Stored data entries:
● ● ● ●
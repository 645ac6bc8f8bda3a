// Copyright 2019-2026 Maravilla Labs, operated by SOLUTAS GmbH, Switzerland
// SPDX-License-Identifier: Apache-2.0
// SPDX-License-Identifier: MIT

//! Lua template engine for components.
//!
//! A component template is a Lua chunk that returns a module table:
//!
//! ```lua
//! local M = {}
//!
//! function M.render(vars, h)
//!   return "<div" .. h.escape(vars.attributes) .. ">"
//!     .. h.escape(vars.message)
//!     .. h.embed("card", { title = "Inner" }, 1)
//!     .. "</div>"
//! end
//!
//! M.embedded = {
//!   [1] = function(vars, h)
//!     return "<p>" .. h.escape(vars.this.parent.message) .. "</p>"
//!   end,
//! }
//!
//! return M
//! ```
//!
//! `vars` holds the scope built by the renderer. `h` carries the helpers:
//!
//! | Helper | Purpose |
//! |--------|---------|
//! | `h.component(name, props)` | Render a child component |
//! | `h.embed(name, props, index)` | Render `embedded[index]` of the current template as the body of `name` |
//! | `h.include(template, vars)` | Render another template's `render` function |
//! | `h.escape(value)` | HTML-escape a value unless its type is registered as safe |
//!
//! Compiled modules are kept in an LRU cache keyed by template name.

mod convert;
mod resolver;
mod userdata;

pub use resolver::{path_to_string, FileSystemResolver, MemoryResolver, ResolvedTemplate, TemplateResolver};

use crate::attributes::escape_html;
use crate::config::ComponentConfig;
use crate::error::{ComponentError, Result};
use crate::renderer::{ComponentRuntime, TemplateEngine};
use crate::value::Variables;
use convert::{from_lua, map_to_table, table_to_variables};
use lru::LruCache;
use mlua::{Function, Lua, Table, Value as LuaValue};
use std::cell::RefCell;
use std::collections::HashMap;
use std::fmt;
use std::num::NonZeroUsize;

/// Default number of compiled templates kept in memory.
pub const DEFAULT_CACHE_CAPACITY: usize = 100;

/// Strategy checked by `h.escape`.
const HTML_STRATEGY: &str = "html";

/// Runs component templates written in Lua.
pub struct LuaTemplateEngine<R: TemplateResolver> {
    lua: Lua,
    resolver: R,
    modules: RefCell<LruCache<String, Table>>,
    safe_classes: RefCell<HashMap<String, Vec<String>>>,
}

impl<R: TemplateResolver> LuaTemplateEngine<R> {
    /// Creates an engine with the default cache capacity.
    pub fn new(resolver: R) -> Result<Self> {
        Self::with_capacity(resolver, DEFAULT_CACHE_CAPACITY)
    }

    /// Creates an engine sized from the `[cache]` section of `config`.
    pub fn from_config(resolver: R, config: &ComponentConfig) -> Result<Self> {
        Self::with_capacity(resolver, config.cache.template_capacity)
    }

    /// Creates an engine that keeps up to `capacity` compiled templates.
    ///
    /// # Errors
    ///
    /// Returns an error if the Lua runtime fails to initialize.
    pub fn with_capacity(resolver: R, capacity: usize) -> Result<Self> {
        let lua = Lua::new();
        Self::sandbox_lua(&lua, &lua.globals())?;

        let capacity = NonZeroUsize::new(capacity).unwrap_or(NonZeroUsize::MIN);
        Ok(Self {
            lua,
            resolver,
            modules: RefCell::new(LruCache::new(capacity)),
            safe_classes: RefCell::new(HashMap::new()),
        })
    }

    /// Removes file, debug and dynamic code loading access from templates.
    ///
    /// Only `os.date`, `os.time`, `os.clock` and `os.difftime` survive from
    /// the `os` library.
    fn sandbox_lua(lua: &Lua, globals: &Table) -> Result<()> {
        let os_table: Table = globals.get("os")?;
        let safe_os = lua.create_table()?;
        for name in ["date", "time", "clock", "difftime"] {
            let function: Function = os_table.get(name)?;
            safe_os.set(name, function)?;
        }

        for name in ["io", "debug", "load", "loadstring", "loadfile", "dofile", "require"] {
            globals.set(name, LuaValue::Nil)?;
        }
        globals.set("os", safe_os)?;

        Ok(())
    }

    /// The template resolver.
    pub fn resolver(&self) -> &R {
        &self.resolver
    }

    /// The underlying Lua state.
    pub fn lua(&self) -> &Lua {
        &self.lua
    }

    /// Returns true if the compiled module of `template` is cached.
    pub fn cache_contains(&self, template: &str) -> bool {
        self.modules.borrow().contains(template)
    }

    /// Drops every compiled module.
    pub fn clear_cache(&self) {
        self.modules.borrow_mut().clear();
    }

    /// Returns true if values of `type_name` skip escaping for `strategy`.
    pub fn is_safe(&self, type_name: &str, strategy: &str) -> bool {
        self.safe_classes
            .borrow()
            .get(type_name)
            .is_some_and(|strategies| strategies.iter().any(|s| s == strategy || s == "all"))
    }

    fn module(&self, template: &str) -> Result<Table> {
        if let Some(module) = self.modules.borrow_mut().get(template) {
            tracing::trace!("template cache hit: {}", template);
            return Ok(module.clone());
        }

        let resolved = self.resolver.resolve(template)?;
        tracing::debug!("compiling template {}", resolved.path);

        let module = match self
            .lua
            .load(resolved.source.as_str())
            .set_name(format!("@{}", resolved.path))
            .eval::<LuaValue>()?
        {
            LuaValue::Table(module) => module,
            other => {
                return Err(ComponentError::InvalidTemplate(format!(
                    "template '{}' must return a module table, got {}",
                    template,
                    other.type_name()
                )))
            }
        };

        self.modules
            .borrow_mut()
            .put(template.to_string(), module.clone());
        Ok(module)
    }

    fn entry_point(module: &Table, template: &str, index: Option<usize>) -> Result<Function> {
        let function: Option<Function> = match index {
            None => module.get("render")?,
            Some(index) => {
                let embedded: Option<Table> = module.get("embedded")?;
                match embedded {
                    Some(embedded) => embedded.get(index)?,
                    None => None,
                }
            }
        };

        function.ok_or_else(|| {
            ComponentError::InvalidTemplate(match index {
                None => format!("template '{template}' has no render function"),
                Some(index) => format!("template '{template}' has no embedded block {index}"),
            })
        })
    }

    fn escape(&self, value: LuaValue) -> mlua::Result<String> {
        let value = from_lua(value)?;
        let text = value.to_string();
        if self.is_safe(value.type_name(), HTML_STRATEGY) {
            Ok(text)
        } else {
            Ok(escape_html(&text))
        }
    }
}

impl<R: TemplateResolver> TemplateEngine for LuaTemplateEngine<R> {
    fn render(
        &self,
        template: &str,
        index: Option<usize>,
        variables: &Variables,
        runtime: &mut dyn ComponentRuntime,
    ) -> Result<String> {
        let module = self.module(template)?;
        let function = Self::entry_point(&module, template, index)?;
        tracing::trace!("executing template {} (block {:?})", template, index);

        let runtime = RefCell::new(runtime);
        let output = self.lua.scope(|scope| {
            let helpers = self.lua.create_table()?;

            helpers.set(
                "component",
                scope.create_function(|_, (name, props): (String, Option<Table>)| {
                    let props = table_to_variables(props)?;
                    let mut runtime = runtime.try_borrow_mut().map_err(mlua::Error::external)?;
                    runtime
                        .render_component(&name, props)
                        .map_err(mlua::Error::external)
                })?,
            )?;

            helpers.set(
                "embed",
                scope.create_function(|_, (name, props, index): (String, Option<Table>, usize)| {
                    let props = table_to_variables(props)?;
                    let mut runtime = runtime.try_borrow_mut().map_err(mlua::Error::external)?;
                    let context = runtime
                        .embedded_context(&name, props, variables.clone(), template, index)
                        .map_err(mlua::Error::external)?;
                    self.render(template, Some(index), &context, &mut **runtime)
                        .map_err(mlua::Error::external)
                })?,
            )?;

            helpers.set(
                "include",
                scope.create_function(|_, (name, vars): (String, Option<Table>)| {
                    let vars = match vars {
                        Some(vars) => table_to_variables(Some(vars))?,
                        None => variables.clone(),
                    };
                    let mut runtime = runtime.try_borrow_mut().map_err(mlua::Error::external)?;
                    self.render(&name, None, &vars, &mut **runtime)
                        .map_err(mlua::Error::external)
                })?,
            )?;

            helpers.set(
                "escape",
                scope.create_function(|_, value: LuaValue| self.escape(value))?,
            )?;

            let vars = map_to_table(&self.lua, variables)?;
            let output: String = function.call((vars, helpers))?;
            Ok(output)
        })?;

        Ok(output)
    }

    fn add_safe_class(&self, type_name: &str, strategies: &[String]) {
        tracing::debug!("marking {} as safe for {:?}", type_name, strategies);
        self.safe_classes
            .borrow_mut()
            .insert(type_name.to_string(), strategies.to_vec());
    }
}

impl<R: TemplateResolver + fmt::Debug> fmt::Debug for LuaTemplateEngine<R> {
    fn fmt(&self, f: &mut fmt::Formatter<'_>) -> fmt::Result {
        f.debug_struct("LuaTemplateEngine")
            .field("resolver", &self.resolver)
            .field("cached_modules", &self.modules.borrow().len())
            .field("safe_classes", &self.safe_classes.borrow())
            .finish()
    }
}
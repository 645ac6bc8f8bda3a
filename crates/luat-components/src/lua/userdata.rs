// Copyright 2019-2026 Maravilla Labs, operated by SOLUTAS GmbH, Switzerland
// SPDX-License-Identifier: Apache-2.0
// SPDX-License-Identifier: MIT

//! Userdata wrappers exposing renderer objects to Lua.
//!
//! Member access on components and hierarchies goes through the same lookup
//! as the Rust API. `this.title` reads a property or keyed entry. A name that
//! matches a method exactly yields a function, so both `this.add(2)` and
//! `this:add(2)` work.
//!
//! A name that only matches a `get`/`is`/`has` method (`this.double` for
//! `getDouble`) yields a getter. Calling it forwards the arguments
//! (`this.count(5, 10)`); using it as a value in concatenation, arithmetic,
//! ordering, `tostring` or a helper argument calls it with no arguments.
//! Lua does not consult metamethods for truthiness or for `==` against a
//! plain value, so conditions must call the getter: `if this.ready() then`.

use super::convert::{from_lua, table_to_variables, to_lua};
use crate::attributes::ComponentAttributes;
use crate::block_stack::BlockStack;
use crate::component::Component;
use crate::computed::ComputedPropertiesProxy;
use crate::hierarchy::{lookup_member, Hierarchy, Member};
use crate::value::Value;
use mlua::{
    Lua, MetaMethod, MultiValue, ObjectLike, Table, UserData, UserDataMethods, Value as LuaValue,
    Variadic,
};
use std::rc::Rc;

pub(crate) struct LuaComponent(pub(crate) Rc<dyn Component>);

pub(crate) struct LuaHierarchy(pub(crate) Hierarchy);

pub(crate) struct LuaComputed(pub(crate) ComputedPropertiesProxy);

pub(crate) struct LuaAttributes(pub(crate) ComponentAttributes);

pub(crate) struct LuaBlockStack(pub(crate) BlockStack);

/// A member reached through `get`/`is`/`has` normalization.
pub(crate) struct LuaGetter {
    component: Rc<dyn Component>,
    method: String,
}

impl LuaGetter {
    /// Reads the getter without arguments.
    pub(crate) fn get(&self) -> crate::error::Result<Value> {
        self.component.call(&self.method, &[])
    }
}

fn same_component(a: &Rc<dyn Component>, b: &Rc<dyn Component>) -> bool {
    std::ptr::addr_eq(Rc::as_ptr(a), Rc::as_ptr(b))
}

/// True if `value` is the object the method was read from, as passed by
/// `this:method()`. Other components passed as arguments are kept.
fn is_receiver(value: &LuaValue, component: &Rc<dyn Component>) -> bool {
    let LuaValue::UserData(userdata) = value else {
        return false;
    };
    if let Ok(receiver) = userdata.borrow::<LuaComponent>() {
        return same_component(&receiver.0, component);
    }
    if let Ok(receiver) = userdata.borrow::<LuaHierarchy>() {
        return same_component(receiver.0.component(), component);
    }
    false
}

fn call_method(
    lua: &Lua,
    component: &Rc<dyn Component>,
    method: &str,
    args: MultiValue,
) -> mlua::Result<LuaValue> {
    let mut args = args.into_iter().peekable();
    if args.peek().is_some_and(|first| is_receiver(first, component)) {
        args.next();
    }
    let args = args.map(from_lua).collect::<mlua::Result<Vec<_>>>()?;
    let result = component.call(method, &args).map_err(mlua::Error::external)?;
    to_lua(lua, &result)
}

/// Looks up `name` on `component` and converts the result for Lua.
fn member(lua: &Lua, component: &Rc<dyn Component>, name: &str) -> mlua::Result<LuaValue> {
    match lookup_member(component.as_ref(), name).map_err(mlua::Error::external)? {
        Member::Value(value) => to_lua(lua, &value),
        Member::Method(method) if method != name => {
            let getter = LuaGetter {
                component: component.clone(),
                method,
            };
            Ok(LuaValue::UserData(lua.create_userdata(getter)?))
        }
        Member::Method(method) => {
            let component = component.clone();
            let function = lua.create_function(move |lua, args: MultiValue| {
                call_method(lua, &component, &method, args)
            })?;
            Ok(LuaValue::Function(function))
        }
    }
}

/// Replaces a getter operand with the value it reads.
fn resolve(lua: &Lua, value: LuaValue) -> mlua::Result<LuaValue> {
    if let LuaValue::UserData(userdata) = &value {
        if let Ok(getter) = userdata.borrow::<LuaGetter>() {
            let resolved = getter.get().map_err(mlua::Error::external)?;
            return to_lua(lua, &resolved);
        }
    }
    Ok(value)
}

fn operand_error(operation: &str, value: &LuaValue) -> mlua::Error {
    mlua::Error::runtime(format!("attempt to {operation} a {} value", value.type_name()))
}

fn to_float(value: &LuaValue) -> Option<f64> {
    match value {
        LuaValue::Integer(i) => Some(*i as f64),
        LuaValue::Number(n) => Some(*n),
        _ => None,
    }
}

fn arithmetic(
    lua: &Lua,
    (a, b): (LuaValue, LuaValue),
    int_op: fn(i64, i64) -> i64,
    float_op: fn(f64, f64) -> f64,
) -> mlua::Result<LuaValue> {
    let (a, b) = (resolve(lua, a)?, resolve(lua, b)?);
    if let (LuaValue::Integer(x), LuaValue::Integer(y)) = (&a, &b) {
        return Ok(LuaValue::Integer(int_op(*x, *y)));
    }
    match (to_float(&a), to_float(&b)) {
        (Some(x), Some(y)) => Ok(LuaValue::Number(float_op(x, y))),
        (None, _) => Err(operand_error("perform arithmetic on", &a)),
        (_, None) => Err(operand_error("perform arithmetic on", &b)),
    }
}

fn compare(lua: &Lua, (a, b): (LuaValue, LuaValue)) -> mlua::Result<std::cmp::Ordering> {
    let (a, b) = (resolve(lua, a)?, resolve(lua, b)?);
    match (&a, &b) {
        (LuaValue::Integer(x), LuaValue::Integer(y)) => Ok(x.cmp(y)),
        (LuaValue::String(x), LuaValue::String(y)) => Ok((*x.as_bytes()).cmp(&*y.as_bytes())),
        _ => match (to_float(&a), to_float(&b)) {
            (Some(x), Some(y)) => x
                .partial_cmp(&y)
                .ok_or_else(|| mlua::Error::runtime("attempt to compare NaN")),
            _ => Err(mlua::Error::runtime(format!(
                "attempt to compare {} with {}",
                a.type_name(),
                b.type_name()
            ))),
        },
    }
}

impl UserData for LuaGetter {
    fn add_methods<M: UserDataMethods<Self>>(methods: &mut M) {
        methods.add_meta_method(MetaMethod::Call, |lua, this, args: MultiValue| {
            call_method(lua, &this.component, &this.method, args)
        });
        methods.add_meta_method(MetaMethod::Index, |lua, this, key: LuaValue| {
            let value = this.get().map_err(mlua::Error::external)?;
            match to_lua(lua, &value)? {
                LuaValue::Table(table) => table.get::<LuaValue>(key),
                LuaValue::UserData(userdata) => userdata.get::<LuaValue>(key),
                other => Err(operand_error("index", &other)),
            }
        });
        methods.add_meta_method(MetaMethod::ToString, |_, this, ()| {
            Ok(this.get().map_err(mlua::Error::external)?.to_string())
        });
        methods.add_meta_method(MetaMethod::Len, |lua, this, ()| {
            let value = this.get().map_err(mlua::Error::external)?;
            match to_lua(lua, &value)? {
                LuaValue::String(s) => Ok(s.as_bytes().len()),
                LuaValue::Table(table) => Ok(table.raw_len()),
                other => Err(operand_error("get length of", &other)),
            }
        });
        methods.add_meta_function(MetaMethod::Concat, |lua, (a, b): (LuaValue, LuaValue)| {
            let mut bytes = Vec::new();
            for operand in [a, b] {
                let operand = resolve(lua, operand)?;
                match lua.coerce_string(operand.clone())? {
                    Some(text) => bytes.extend_from_slice(&text.as_bytes()),
                    None => return Err(operand_error("concatenate", &operand)),
                }
            }
            lua.create_string(bytes)
        });
        methods.add_meta_function(MetaMethod::Eq, |lua, (a, b): (LuaValue, LuaValue)| {
            resolve(lua, a)?.equals(&resolve(lua, b)?)
        });
        methods.add_meta_function(MetaMethod::Lt, |lua, operands: (LuaValue, LuaValue)| {
            Ok(compare(lua, operands)?.is_lt())
        });
        methods.add_meta_function(MetaMethod::Le, |lua, operands: (LuaValue, LuaValue)| {
            Ok(compare(lua, operands)?.is_le())
        });
        methods.add_meta_function(MetaMethod::Add, |lua, operands: (LuaValue, LuaValue)| {
            arithmetic(lua, operands, i64::wrapping_add, |x, y| x + y)
        });
        methods.add_meta_function(MetaMethod::Sub, |lua, operands: (LuaValue, LuaValue)| {
            arithmetic(lua, operands, i64::wrapping_sub, |x, y| x - y)
        });
        methods.add_meta_function(MetaMethod::Mul, |lua, operands: (LuaValue, LuaValue)| {
            arithmetic(lua, operands, i64::wrapping_mul, |x, y| x * y)
        });
        methods.add_meta_function(MetaMethod::Div, |lua, (a, b): (LuaValue, LuaValue)| {
            let (a, b) = (resolve(lua, a)?, resolve(lua, b)?);
            match (to_float(&a), to_float(&b)) {
                (Some(x), Some(y)) => Ok(LuaValue::Number(x / y)),
                (None, _) => Err(operand_error("perform arithmetic on", &a)),
                (_, None) => Err(operand_error("perform arithmetic on", &b)),
            }
        });
    }
}

fn wrap_attributes(lua: &Lua, attributes: ComponentAttributes) -> mlua::Result<LuaValue> {
    Ok(LuaValue::UserData(lua.create_userdata(LuaAttributes(attributes))?))
}

impl UserData for LuaComponent {
    fn add_methods<M: UserDataMethods<Self>>(methods: &mut M) {
        methods.add_meta_method(MetaMethod::Index, |lua, this, key: String| {
            member(lua, &this.0, &key)
        });
        methods.add_meta_method(MetaMethod::ToString, |_, this, ()| {
            Ok(this.0.type_name().to_string())
        });
    }
}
● ● ● ●
◆ **Problem**:
How many lines of the entries above include the word "LuaTemplateEngine"? Reply with the number alone.

◆ **Answer box**:
5